- [Problem description]: Each entry must be written out again exactly as it stands.

===== Records supplied =====

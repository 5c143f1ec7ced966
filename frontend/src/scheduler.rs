use std::time::Duration;
use futures::future::LocalBoxFuture;
use gloo_timers::callback::Interval;
use shared::Scheduler;

#[derive(Clone, Copy, Default)]
pub struct BrowserScheduler;

impl Scheduler for BrowserScheduler {
    type Handle = Interval;

    fn schedule(&self, every: Duration, task: Box<dyn FnMut()>) -> Interval {
        let millis = u32::try_from(every.as_millis()).unwrap_or(u32::MAX);
        Interval::new(millis, task)
    }

    fn spawn(&self, task: LocalBoxFuture<'static, ()>) {
        wasm_bindgen_futures::spawn_local(task);
    }
}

=====

- [Answer to this exercise]:
repository 5c143f1ec7ced966
filename frontend/src/scheduler.rs
use std::time::Duration;
use futures::future::LocalBoxFuture;
use gloo_timers::callback::Interval;
use shared::Scheduler;

#[derive(Clone, Copy, Default)]
pub struct BrowserScheduler;

impl Scheduler for BrowserScheduler {
    type Handle = Interval;

    fn schedule(&self, every: Duration, task: Box<dyn FnMut()>) -> Interval {
        let millis = u32::try_from(every.as_millis()).unwrap_or(u32::MAX);
        Interval::new(millis, task)
    }

    fn spawn(&self, task: LocalBoxFuture<'static, ()>) {
        wasm_bindgen_futures::spawn_local(task);
    }
}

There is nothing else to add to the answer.